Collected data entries
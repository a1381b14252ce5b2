//! Storefront configuration loaded from environment variables.
//!
//! # Environment Variables
//!
//! All optional:
//! - `MIDNIGHT_DATA_DIR` - Directory for persisted state (default: `data`)
//! - `MIDNIGHT_OUT_DIR` - Directory the rendered page is written to
//!   (default: `dist`)
//! - `MIDNIGHT_CHECKOUT_LATENCY_MS` - Simulated order gateway latency
//!   (default: 1500)
//! - `MIDNIGHT_AUTH_LATENCY_MS` - Simulated auth backend latency
//!   (default: 1000)
//! - `MIDNIGHT_AUTH_FAILURE_RATE` - Fraction of mock auth requests that fail,
//!   in `[0, 1]` (default: 0.05)

use std::path::PathBuf;
use std::time::Duration;

use thiserror::Error;

/// Configuration errors that can occur during loading.
#[derive(Debug, Error)]
pub enum ConfigError {
    #[error("Invalid environment variable {0}: {1}")]
    InvalidEnvVar(String, String),
}

/// Storefront application configuration.
#[derive(Debug, Clone)]
pub struct StorefrontConfig {
    /// Directory the key-value store writes to
    pub data_dir: PathBuf,
    /// Directory the rendered storefront is written to
    pub out_dir: PathBuf,
    /// Simulated order gateway latency
    pub checkout_latency: Duration,
    /// Simulated auth backend latency
    pub auth_latency: Duration,
    /// Fraction of mock auth requests that fail
    pub auth_failure_rate: f64,
}

impl StorefrontConfig {
    /// Load configuration from environment variables.
    ///
    /// Calls `dotenvy::dotenv()` to load from `.env` file if present.
    ///
    /// # Errors
    ///
    /// Returns `ConfigError` if a variable is present but unparseable or out
    /// of range.
    pub fn from_env() -> Result<Self, ConfigError> {
        // Load .env file if present (ignore errors if not found)
        let _ = dotenvy::dotenv();

        let data_dir = PathBuf::from(get_env_or_default("MIDNIGHT_DATA_DIR", "data"));
        let out_dir = PathBuf::from(get_env_or_default("MIDNIGHT_OUT_DIR", "dist"));
        let checkout_latency = parse_millis("MIDNIGHT_CHECKOUT_LATENCY_MS", "1500")?;
        let auth_latency = parse_millis("MIDNIGHT_AUTH_LATENCY_MS", "1000")?;
        let auth_failure_rate = parse_rate("MIDNIGHT_AUTH_FAILURE_RATE", "0.05")?;

        Ok(Self {
            data_dir,
            out_dir,
            checkout_latency,
            auth_latency,
            auth_failure_rate,
        })
    }
}

fn get_env_or_default(name: &str, default: &str) -> String {
    std::env::var(name).unwrap_or_else(|_| default.to_string())
}

fn parse_millis(name: &str, default: &str) -> Result<Duration, ConfigError> {
    let raw = get_env_or_default(name, default);
    let millis = raw
        .parse::<u64>()
        .map_err(|e| ConfigError::InvalidEnvVar(name.to_string(), e.to_string()))?;
    Ok(Duration::from_millis(millis))
}

fn parse_rate(name: &str, default: &str) -> Result<f64, ConfigError> {
    let raw = get_env_or_default(name, default);
    let rate = raw
        .parse::<f64>()
        .map_err(|e| ConfigError::InvalidEnvVar(name.to_string(), e.to_string()))?;
    if !(0.0..=1.0).contains(&rate) {
        return Err(ConfigError::InvalidEnvVar(
            name.to_string(),
            format!("{rate} is not in [0, 1]"),
        ));
    }
    Ok(rate)
}
//! Storefront page assembly.
//!
//! The original demo fetched HTML partials and injected them at runtime;
//! here the partials are askama templates composed into a full page. Every
//! view struct is a pure projection of component state.

use askama::Template;

use crate::filters;

use crate::cart::view::CartView;
use crate::catalog::Product;
use crate::ui::UiClasses;

/// Product card display data for templates.
#[derive(Debug, Clone)]
pub struct ProductCardView {
    pub id: i32,
    pub name: String,
    pub description: String,
    pub price: String,
    pub image: String,
    pub category: String,
    pub is_new: bool,
}

impl From<&Product> for ProductCardView {
    fn from(product: &Product) -> Self {
        Self {
            id: product.id.as_i32(),
            name: product.name.clone(),
            description: product.description.clone(),
            price: product.price.display(),
            image: product.image.clone(),
            category: product.category.as_str().to_owned(),
            is_new: product.is_new,
        }
    }
}

/// Header display data: cart badge plus auth button state.
#[derive(Debug, Clone)]
pub struct HeaderView {
    pub badge: Option<String>,
    pub user_name: Option<String>,
}

/// Auth modal display data.
#[derive(Debug, Clone)]
pub struct AuthModalView {
    pub active: bool,
    pub login_tab: bool,
    pub error: Option<String>,
}

/// Header fragment template.
#[derive(Template)]
#[template(path = "partials/header.html")]
pub struct HeaderTemplate {
    pub header: HeaderView,
}

/// Footer fragment template.
#[derive(Template)]
#[template(path = "partials/footer.html")]
pub struct FooterTemplate;

/// Product grid fragment template.
#[derive(Template)]
#[template(path = "partials/product_grid.html")]
pub struct ProductGridTemplate {
    pub cards: Vec<ProductCardView>,
}

/// Auth modal fragment template.
#[derive(Template)]
#[template(path = "partials/auth_modal.html")]
pub struct AuthModalTemplate {
    pub auth: AuthModalView,
}

/// The assembled storefront page.
#[derive(Template)]
#[template(path = "index.html")]
pub struct IndexTemplate {
    pub header: HeaderView,
    pub cards: Vec<ProductCardView>,
    pub cart: CartView,
    pub auth: AuthModalView,
    pub classes: UiClasses,
}

#[cfg(test)]
#[allow(clippy::unwrap_used)]
mod tests {
    use super::*;
    use crate::cart::view::badge_label;

    #[test]
    fn test_header_shows_badge_and_user() {
        let html = HeaderTemplate {
            header: HeaderView {
                badge: badge_label(3),
                user_name: Some("Wren".to_owned()),
            },
        }
        .render()
        .unwrap();
        assert!(html.contains(">3<"));
        assert!(html.contains("Wren"));
        assert!(html.contains("authenticated"));
    }

    #[test]
    fn test_header_signed_out() {
        let html = HeaderTemplate {
            header: HeaderView {
                badge: None,
                user_name: None,
            },
        }
        .render()
        .unwrap();
        assert!(html.contains("Sign in"));
        assert!(!html.contains("cart-count"));
    }

    #[test]
    fn test_product_grid_renders_cards() {
        let html = ProductGridTemplate {
            cards: vec![ProductCardView {
                id: 1,
                name: "Moonlight Fairy Dress".to_owned(),
                description: "Velvet and stars".to_owned(),
                price: "$34.99".to_owned(),
                image: "images/products/dress.jpg".to_owned(),
                category: "dresses".to_owned(),
                is_new: true,
            }],
        }
        .render()
        .unwrap();
        assert!(html.contains("Moonlight Fairy Dress"));
        assert!(html.contains("$34.99"));
        assert!(html.contains("NEW"));
        assert!(html.contains("data-id=\"1\""));
    }

    #[test]
    fn test_auth_modal_tab_and_error() {
        let html = AuthModalTemplate {
            auth: AuthModalView {
                active: true,
                login_tab: false,
                error: Some("fill in all fields".to_owned()),
            },
        }
        .render()
        .unwrap();
        assert!(html.contains("aria-hidden=\"false\""));
        assert!(html.contains("fill in all fields"));
    }
}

THE PROBLEM » Print each entry exactly as it was written.

YOUR SOLUTION »
repository a1381b14252ce5b2
//! Storefront configuration loaded from environment variables.
//!
//! # Environment Variables
//!
//! All optional:
//! - `MIDNIGHT_DATA_DIR` - Directory for persisted state (default: `data`)
//! - `MIDNIGHT_OUT_DIR` - Directory the rendered page is written to
//!   (default: `dist`)
//! - `MIDNIGHT_CHECKOUT_LATENCY_MS` - Simulated order gateway latency
//!   (default: 1500)
//! - `MIDNIGHT_AUTH_LATENCY_MS` - Simulated auth backend latency
//!   (default: 1000)
//! - `MIDNIGHT_AUTH_FAILURE_RATE` - Fraction of mock auth requests that fail,
//!   in `[0, 1]` (default: 0.05)

use std::path::PathBuf;
use std::time::Duration;

use thiserror::Error;

/// Configuration errors that can occur during loading.
#[derive(Debug, Error)]
pub enum ConfigError {
    #[error("Invalid environment variable {0}: {1}")]
    InvalidEnvVar(String, String),
}

/// Storefront application configuration.
#[derive(Debug, Clone)]
pub struct StorefrontConfig {
    /// Directory the key-value store writes to
    pub data_dir: PathBuf,
    /// Directory the rendered storefront is written to
    pub out_dir: PathBuf,
    /// Simulated order gateway latency
    pub checkout_latency: Duration,
    /// Simulated auth backend latency
    pub auth_latency: Duration,
    /// Fraction of mock auth requests that fail
    pub auth_failure_rate: f64,
}

impl StorefrontConfig {
    /// Load configuration from environment variables.
    ///
    /// Calls `dotenvy::dotenv()` to load from `.env` file if present.
    ///
    /// # Errors
    ///
    /// Returns `ConfigError` if a variable is present but unparseable or out
    /// of range.
    pub fn from_env() -> Result<Self, ConfigError> {
        // Load .env file if present (ignore errors if not found)
        let _ = dotenvy::dotenv();

        let data_dir = PathBuf::from(get_env_or_default("MIDNIGHT_DATA_DIR", "data"));
        let out_dir = PathBuf::from(get_env_or_default("MIDNIGHT_OUT_DIR", "dist"));
        let checkout_latency = parse_millis("MIDNIGHT_CHECKOUT_LATENCY_MS", "1500")?;
        let auth_latency = parse_millis("MIDNIGHT_AUTH_LATENCY_MS", "1000")?;
        let auth_failure_rate = parse_rate("MIDNIGHT_AUTH_FAILURE_RATE", "0.05")?;

        Ok(Self {
            data_dir,
            out_dir,
            checkout_latency,
            auth_latency,
            auth_failure_rate,
        })
    }
}

fn get_env_or_default(name: &str, default: &str) -> String {
    std::env::var(name).unwrap_or_else(|_| default.to_string())
}

fn parse_millis(name: &str, default: &str) -> Result<Duration, ConfigError> {
    let raw = get_env_or_default(name, default);
    let millis = raw
        .parse::<u64>()
        .map_err(|e| ConfigError::InvalidEnvVar(name.to_string(), e.to_string()))?;
    Ok(Duration::from_millis(millis))
}

fn parse_rate(name: &str, default: &str) -> Result<f64, ConfigError> {
    let raw = get_env_or_default(name, default);
    let rate = raw
        .parse::<f64>()
        .map_err(|e| ConfigError::InvalidEnvVar(name.to_string(), e.to_string()))?;
    if !(0.0..=1.0).contains(&rate) {
        return Err(ConfigError::InvalidEnvVar(
            name.to_string(),
            format!("{rate} is not in [0, 1]"),
        ));
    }
    Ok(rate)
}
//! Storefront page assembly.
//!
//! The original demo fetched HTML partials and injected them at runtime;
//! here the partials are askama templates composed into a full page. Every
//! view struct is a pure projection of component state.

use askama::Template;

use crate::filters;

use crate::cart::view::CartView;
use crate::catalog::Product;
use crate::ui::UiClasses;

/// Product card display data for templates.
#[derive(Debug, Clone)]
pub struct ProductCardView {
    pub id: i32,
    pub name: String,
    pub description: String,
    pub price: String,
    pub image: String,
    pub category: String,
    pub is_new: bool,
}

impl From<&Product> for ProductCardView {
    fn from(product: &Product) -> Self {
        Self {
            id: product.id.as_i32(),
            name: product.name.clone(),
            description: product.description.clone(),
            price: product.price.display(),
            image: product.image.clone(),
            category: product.category.as_str().to_owned(),
            is_new: product.is_new,
        }
    }
}

/// Header display data: cart badge plus auth button state.
#[derive(Debug, Clone)]
pub struct HeaderView {
    pub badge: Option<String>,
    pub user_name: Option<String>,
}

/// Auth modal display data.
#[derive(Debug, Clone)]
pub struct AuthModalView {
    pub active: bool,
    pub login_tab: bool,
    pub error: Option<String>,
}

/// Header fragment template.
#[derive(Template)]
#[template(path = "partials/header.html")]
pub struct HeaderTemplate {
    pub header: HeaderView,
}

/// Footer fragment template.
#[derive(Template)]
#[template(path = "partials/footer.html")]
pub struct FooterTemplate;

/// Product grid fragment template.
#[derive(Template)]
#[template(path = "partials/product_grid.html")]
pub struct ProductGridTemplate {
    pub cards: Vec<ProductCardView>,
}

/// Auth modal fragment template.
#[derive(Template)]
#[template(path = "partials/auth_modal.html")]
pub struct AuthModalTemplate {
    pub auth: AuthModalView,
}

/// The assembled storefront page.
#[derive(Template)]
#[template(path = "index.html")]
pub struct IndexTemplate {
    pub header: HeaderView,
    pub cards: Vec<ProductCardView>,
    pub cart: CartView,
    pub auth: AuthModalView,
    pub classes: UiClasses,
}

#[cfg(test)]
#[allow(clippy::unwrap_used)]
mod tests {
    use super::*;
    use crate::cart::view::badge_label;

    #[test]
    fn test_header_shows_badge_and_user() {
        let html = HeaderTemplate {
            header: HeaderView {
                badge: badge_label(3),
                user_name: Some("Wren".to_owned()),
            },
        }
        .render()
        .unwrap();
        assert!(html.contains(">3<"));
        assert!(html.contains("Wren"));
        assert!(html.contains("authenticated"));
    }

    #[test]
    fn test_header_signed_out() {
        let html = HeaderTemplate {
            header: HeaderView {
                badge: None,
                user_name: None,
            },
        }
        .render()
        .unwrap();
        assert!(html.contains("Sign in"));
        assert!(!html.contains("cart-count"));
    }

    #[test]
    fn test_product_grid_renders_cards() {
        let html = ProductGridTemplate {
            cards: vec![ProductCardView {
                id: 1,
                name: "Moonlight Fairy Dress".to_owned(),
                description: "Velvet and stars".to_owned(),
                price: "$34.99".to_owned(),
                image: "images/products/dress.jpg".to_owned(),
                category: "dresses".to_owned(),
                is_new: true,
            }],
        }
        .render()
        .unwrap();
        assert!(html.contains("Moonlight Fairy Dress"));
        assert!(html.contains("$34.99"));
        assert!(html.contains("NEW"));
        assert!(html.contains("data-id=\"1\""));
    }

    #[test]
    fn test_auth_modal_tab_and_error() {
        let html = AuthModalTemplate {
            auth: AuthModalView {
                active: true,
                login_tab: false,
                error: Some("fill in all fields".to_owned()),
            },
        }
        .render()
        .unwrap();
        assert!(html.contains("aria-hidden=\"false\""));
        assert!(html.contains("fill in all fields"));
    }
}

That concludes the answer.